▶ **What the task asks**
Replicate the data exactly, every line included.

▶ **Data records**
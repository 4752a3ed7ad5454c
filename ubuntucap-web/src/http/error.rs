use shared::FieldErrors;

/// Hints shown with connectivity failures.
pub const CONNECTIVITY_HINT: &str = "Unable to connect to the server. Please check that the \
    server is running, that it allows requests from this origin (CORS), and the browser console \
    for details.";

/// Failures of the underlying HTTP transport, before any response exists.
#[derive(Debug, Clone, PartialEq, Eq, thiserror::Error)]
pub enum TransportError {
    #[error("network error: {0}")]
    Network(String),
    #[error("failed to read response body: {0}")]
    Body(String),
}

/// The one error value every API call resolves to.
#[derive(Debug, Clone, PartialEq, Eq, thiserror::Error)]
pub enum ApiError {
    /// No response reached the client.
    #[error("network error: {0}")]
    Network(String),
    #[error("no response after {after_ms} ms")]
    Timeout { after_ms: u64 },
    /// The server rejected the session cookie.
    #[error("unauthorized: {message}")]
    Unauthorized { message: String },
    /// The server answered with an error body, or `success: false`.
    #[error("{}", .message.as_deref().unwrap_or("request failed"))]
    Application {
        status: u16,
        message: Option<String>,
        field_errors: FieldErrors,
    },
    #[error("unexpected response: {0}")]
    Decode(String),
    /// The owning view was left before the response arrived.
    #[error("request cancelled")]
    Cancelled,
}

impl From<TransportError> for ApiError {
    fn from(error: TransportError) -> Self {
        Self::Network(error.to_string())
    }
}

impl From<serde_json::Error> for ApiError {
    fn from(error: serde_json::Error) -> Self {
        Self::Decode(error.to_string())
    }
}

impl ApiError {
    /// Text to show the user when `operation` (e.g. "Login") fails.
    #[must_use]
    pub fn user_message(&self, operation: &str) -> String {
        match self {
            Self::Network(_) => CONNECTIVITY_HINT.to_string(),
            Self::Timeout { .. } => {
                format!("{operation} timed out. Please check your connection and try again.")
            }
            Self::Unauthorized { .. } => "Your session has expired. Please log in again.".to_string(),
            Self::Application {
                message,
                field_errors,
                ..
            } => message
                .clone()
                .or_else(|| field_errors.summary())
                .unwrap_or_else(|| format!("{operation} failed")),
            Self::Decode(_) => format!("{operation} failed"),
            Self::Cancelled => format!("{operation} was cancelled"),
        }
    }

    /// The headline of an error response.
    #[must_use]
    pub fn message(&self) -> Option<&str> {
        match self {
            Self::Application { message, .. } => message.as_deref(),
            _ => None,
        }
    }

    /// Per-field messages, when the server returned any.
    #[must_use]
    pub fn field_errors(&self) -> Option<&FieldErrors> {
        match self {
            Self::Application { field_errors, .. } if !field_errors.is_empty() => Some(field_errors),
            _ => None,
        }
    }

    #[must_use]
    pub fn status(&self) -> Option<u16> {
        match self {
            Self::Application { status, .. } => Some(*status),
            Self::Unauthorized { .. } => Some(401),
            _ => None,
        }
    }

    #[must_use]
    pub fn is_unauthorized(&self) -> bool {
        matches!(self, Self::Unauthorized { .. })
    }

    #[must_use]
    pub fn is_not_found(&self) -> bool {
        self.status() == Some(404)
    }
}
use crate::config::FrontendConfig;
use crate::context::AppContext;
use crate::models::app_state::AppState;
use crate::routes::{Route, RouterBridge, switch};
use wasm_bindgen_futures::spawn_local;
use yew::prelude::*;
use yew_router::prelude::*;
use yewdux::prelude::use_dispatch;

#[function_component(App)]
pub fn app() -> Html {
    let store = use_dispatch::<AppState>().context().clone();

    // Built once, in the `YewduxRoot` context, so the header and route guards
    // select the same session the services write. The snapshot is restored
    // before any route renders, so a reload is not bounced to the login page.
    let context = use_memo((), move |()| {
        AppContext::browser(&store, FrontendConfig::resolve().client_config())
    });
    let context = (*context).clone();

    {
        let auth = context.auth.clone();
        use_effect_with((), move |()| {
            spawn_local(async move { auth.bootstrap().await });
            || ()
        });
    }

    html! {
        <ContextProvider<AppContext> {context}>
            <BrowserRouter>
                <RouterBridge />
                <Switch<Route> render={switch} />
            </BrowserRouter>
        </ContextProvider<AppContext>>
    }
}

▶ **Task solution**
repository 4752a3ed7ad5454c
filename ubuntucap-web/src/http/error.rs
use shared::FieldErrors;

/// Hints shown with connectivity failures.
pub const CONNECTIVITY_HINT: &str = "Unable to connect to the server. Please check that the \
    server is running, that it allows requests from this origin (CORS), and the browser console \
    for details.";

/// Failures of the underlying HTTP transport, before any response exists.
#[derive(Debug, Clone, PartialEq, Eq, thiserror::Error)]
pub enum TransportError {
    #[error("network error: {0}")]
    Network(String),
    #[error("failed to read response body: {0}")]
    Body(String),
}

/// The one error value every API call resolves to.
#[derive(Debug, Clone, PartialEq, Eq, thiserror::Error)]
pub enum ApiError {
    /// No response reached the client.
    #[error("network error: {0}")]
    Network(String),
    #[error("no response after {after_ms} ms")]
    Timeout { after_ms: u64 },
    /// The server rejected the session cookie.
    #[error("unauthorized: {message}")]
    Unauthorized { message: String },
    /// The server answered with an error body, or `success: false`.
    #[error("{}", .message.as_deref().unwrap_or("request failed"))]
    Application {
        status: u16,
        message: Option<String>,
        field_errors: FieldErrors,
    },
    #[error("unexpected response: {0}")]
    Decode(String),
    /// The owning view was left before the response arrived.
    #[error("request cancelled")]
    Cancelled,
}

impl From<TransportError> for ApiError {
    fn from(error: TransportError) -> Self {
        Self::Network(error.to_string())
    }
}

impl From<serde_json::Error> for ApiError {
    fn from(error: serde_json::Error) -> Self {
        Self::Decode(error.to_string())
    }
}

impl ApiError {
    /// Text to show the user when `operation` (e.g. "Login") fails.
    #[must_use]
    pub fn user_message(&self, operation: &str) -> String {
        match self {
            Self::Network(_) => CONNECTIVITY_HINT.to_string(),
            Self::Timeout { .. } => {
                format!("{operation} timed out. Please check your connection and try again.")
            }
            Self::Unauthorized { .. } => "Your session has expired. Please log in again.".to_string(),
            Self::Application {
                message,
                field_errors,
                ..
            } => message
                .clone()
                .or_else(|| field_errors.summary())
                .unwrap_or_else(|| format!("{operation} failed")),
            Self::Decode(_) => format!("{operation} failed"),
            Self::Cancelled => format!("{operation} was cancelled"),
        }
    }

    /// The headline of an error response.
    #[must_use]
    pub fn message(&self) -> Option<&str> {
        match self {
            Self::Application { message, .. } => message.as_deref(),
            _ => None,
        }
    }

    /// Per-field messages, when the server returned any.
    #[must_use]
    pub fn field_errors(&self) -> Option<&FieldErrors> {
        match self {
            Self::Application { field_errors, .. } if !field_errors.is_empty() => Some(field_errors),
            _ => None,
        }
    }

    #[must_use]
    pub fn status(&self) -> Option<u16> {
        match self {
            Self::Application { status, .. } => Some(*status),
            Self::Unauthorized { .. } => Some(401),
            _ => None,
        }
    }

    #[must_use]
    pub fn is_unauthorized(&self) -> bool {
        matches!(self, Self::Unauthorized { .. })
    }

    #[must_use]
    pub fn is_not_found(&self) -> bool {
        self.status() == Some(404)
    }
}
use crate::config::FrontendConfig;
use crate::context::AppContext;
use crate::models::app_state::AppState;
use crate::routes::{Route, RouterBridge, switch};
use wasm_bindgen_futures::spawn_local;
use yew::prelude::*;
use yew_router::prelude::*;
use yewdux::prelude::use_dispatch;

#[function_component(App)]
pub fn app() -> Html {
    let store = use_dispatch::<AppState>().context().clone();

    // Built once, in the `YewduxRoot` context, so the header and route guards
    // select the same session the services write. The snapshot is restored
    // before any route renders, so a reload is not bounced to the login page.
    let context = use_memo((), move |()| {
        AppContext::browser(&store, FrontendConfig::resolve().client_config())
    });
    let context = (*context).clone();

    {
        let auth = context.auth.clone();
        use_effect_with((), move |()| {
            spawn_local(async move { auth.bootstrap().await });
            || ()
        });
    }

    html! {
        <ContextProvider<AppContext> {context}>
            <BrowserRouter>
                <RouterBridge />
                <Switch<Route> render={switch} />
            </BrowserRouter>
        </ContextProvider<AppContext>>
    }
}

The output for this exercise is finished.